▶ **WHAT IS REQUIRED**:
Write out every line of the data below exactly as given.

▶ **Data records**:
//! # agilent-metadata - Acquisition Metadata from MassHunter Run Directories
//!
//! `agilent_metadata` reads the static metadata stored alongside an Agilent
//! MassHunter acquisition. A run is a directory (`<name>.d`) whose `AcqData`
//! folder holds a set of small, independently versioned XML files describing
//! the instrument, the method and the sample. This crate parses each of them
//! into typed records and composes them into one [`MetadataDict`].
//!
//! ## Key Features
//!
//! - **Typed records**: Vendor codes become enums and flag sets, durations
//!   become [`std::time::Duration`], timestamps keep their UTC offset.
//!
//! - **Strict by default**: Every file is checked against a bundled structural
//!   schema before any record is built, and malformed values are errors rather
//!   than defaults.
//!
//! - **Cross-referenced devices**: Configuration sections embedded in the
//!   method report are attached to the device they configure.
//!
//! - **JSON output**: Every record serializes with `serde`.
//!
//! ## Quick Start
//!
//! ```rust,no_run
//! use agilent_metadata::prelude::*;
//!
//! let metadata = extract_metadata("Sample_Run.d")?;
//!
//! println!("Acquired {} on {}", metadata.contents.acquired_time,
//!     metadata.contents.instrument_name);
//! for device in metadata.method.devices.iter() {
//!     println!("{}: {} configuration section(s)", device.display_name,
//!         device.configuration.len());
//! }
//! # Ok::<(), agilent_metadata::metadata::MetadataError>(())
//! ```
//!
//! Individual files can also be read on their own:
//!
//! ```rust,no_run
//! use agilent_metadata::records::read_msts_xml;
//!
//! let segments = read_msts_xml("Sample_Run.d/AcqData")?;
//! for segment in segments.iter() {
//!     println!("{}: {} scans", segment.timesegment_id, segment.n_scans);
//! }
//! # Ok::<(), agilent_metadata::xml::ParseError>(())
//! ```
//!
//! ## Run Directory Layout
//!
//! ```text
//! Sample_Run.d/
//! └── AcqData/
//!     ├── Contents.xml          # Required; marks the directory as a run
//!     ├── Devices.xml
//!     ├── DeviceConfigInfo.xml
//!     ├── DefaultMassCal.xml
//!     ├── MSActualDefs.xml
//!     ├── MSTS.xml
//!     ├── sample_info.xml
//!     └── AcqMethod.xml
//! ```
//!
//! ## Architecture
//!
//! The library is organized into the following modules:
//!
//! - [`xml`]: XML tree, type coercion, vendor enums and the versioned container
//! - [`schema`]: Bundled structural schemas and the schema registry
//! - [`records`]: One parser per metadata file
//! - [`metadata`]: Run directory detection and metadata aggregation

// Documentation lints - enforce complete documentation for publication
#![deny(missing_docs)]
#![deny(rustdoc::missing_crate_level_docs)]

pub mod metadata;
pub mod records;
pub mod schema;
pub mod xml;

pub use metadata::{extract_metadata, MetadataDict};

/// Re-export commonly used types for convenience
pub mod prelude {
    pub use crate::metadata::{
        check_datafile, extract_metadata, extract_metadata_with, is_datafile, prepare_filepath,
        CheckReport, MetadataDict, MetadataError,
    };
    pub use crate::records::{
        AcqMethod, Actual, ActualDataType, ActualsDef, Calibration, CalibrationList, Contents,
        DeviceConfigInfo, DeviceList, Field, MSTimeSegments, Parameter, SampleInfo, StepType,
        TimeSegment,
    };
    pub use crate::xml::{
        FromXml, ParseError, ParseOptions, ScalarValue, VersionedList, WindowsPath, XmlElement,
        XmlFile,
    };
}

▶ **TASK RESPONSE**:
//! # agilent-metadata - Acquisition Metadata from MassHunter Run Directories
//!
//! `agilent_metadata` reads the static metadata stored alongside an Agilent
//! MassHunter acquisition. A run is a directory (`<name>.d`) whose `AcqData`
//! folder holds a set of small, independently versioned XML files describing
//! the instrument, the method and the sample. This crate parses each of them
//! into typed records and composes them into one [`MetadataDict`].
//!
//! ## Key Features
//!
//! - **Typed records**: Vendor codes become enums and flag sets, durations
//!   become [`std::time::Duration`], timestamps keep their UTC offset.
//!
//! - **Strict by default**: Every file is checked against a bundled structural
//!   schema before any record is built, and malformed values are errors rather
//!   than defaults.
//!
//! - **Cross-referenced devices**: Configuration sections embedded in the
//!   method report are attached to the device they configure.
//!
//! - **JSON output**: Every record serializes with `serde`.
//!
//! ## Quick Start
//!
//! ```rust,no_run
//! use agilent_metadata::prelude::*;
//!
//! let metadata = extract_metadata("Sample_Run.d")?;
//!
//! println!("Acquired {} on {}", metadata.contents.acquired_time,
//!     metadata.contents.instrument_name);
//! for device in metadata.method.devices.iter() {
//!     println!("{}: {} configuration section(s)", device.display_name,
//!         device.configuration.len());
//! }
//! # Ok::<(), agilent_metadata::metadata::MetadataError>(())
//! ```
//!
//! Individual files can also be read on their own:
//!
//! ```rust,no_run
//! use agilent_metadata::records::read_msts_xml;
//!
//! let segments = read_msts_xml("Sample_Run.d/AcqData")?;
//! for segment in segments.iter() {
//!     println!("{}: {} scans", segment.timesegment_id, segment.n_scans);
//! }
//! # Ok::<(), agilent_metadata::xml::ParseError>(())
//! ```
//!
//! ## Run Directory Layout
//!
//! ```text
//! Sample_Run.d/
//! └── AcqData/
//!     ├── Contents.xml          # Required; marks the directory as a run
//!     ├── Devices.xml
//!     ├── DeviceConfigInfo.xml
//!     ├── DefaultMassCal.xml
//!     ├── MSActualDefs.xml
//!     ├── MSTS.xml
//!     ├── sample_info.xml
//!     └── AcqMethod.xml
//! ```
//!
//! ## Architecture
//!
//! The library is organized into the following modules:
//!
//! - [`xml`]: XML tree, type coercion, vendor enums and the versioned container
//! - [`schema`]: Bundled structural schemas and the schema registry
//! - [`records`]: One parser per metadata file
//! - [`metadata`]: Run directory detection and metadata aggregation

// Documentation lints - enforce complete documentation for publication
#![deny(missing_docs)]
#![deny(rustdoc::missing_crate_level_docs)]

pub mod metadata;
pub mod records;
pub mod schema;
pub mod xml;

pub use metadata::{extract_metadata, MetadataDict};

/// Re-export commonly used types for convenience
pub mod prelude {
    pub use crate::metadata::{
        check_datafile, extract_metadata, extract_metadata_with, is_datafile, prepare_filepath,
        CheckReport, MetadataDict, MetadataError,
    };
    pub use crate::records::{
        AcqMethod, Actual, ActualDataType, ActualsDef, Calibration, CalibrationList, Contents,
        DeviceConfigInfo, DeviceList, Field, MSTimeSegments, Parameter, SampleInfo, StepType,
        TimeSegment,
    };
    pub use crate::xml::{
        FromXml, ParseError, ParseOptions, ScalarValue, VersionedList, WindowsPath, XmlElement,
        XmlFile,
    };
}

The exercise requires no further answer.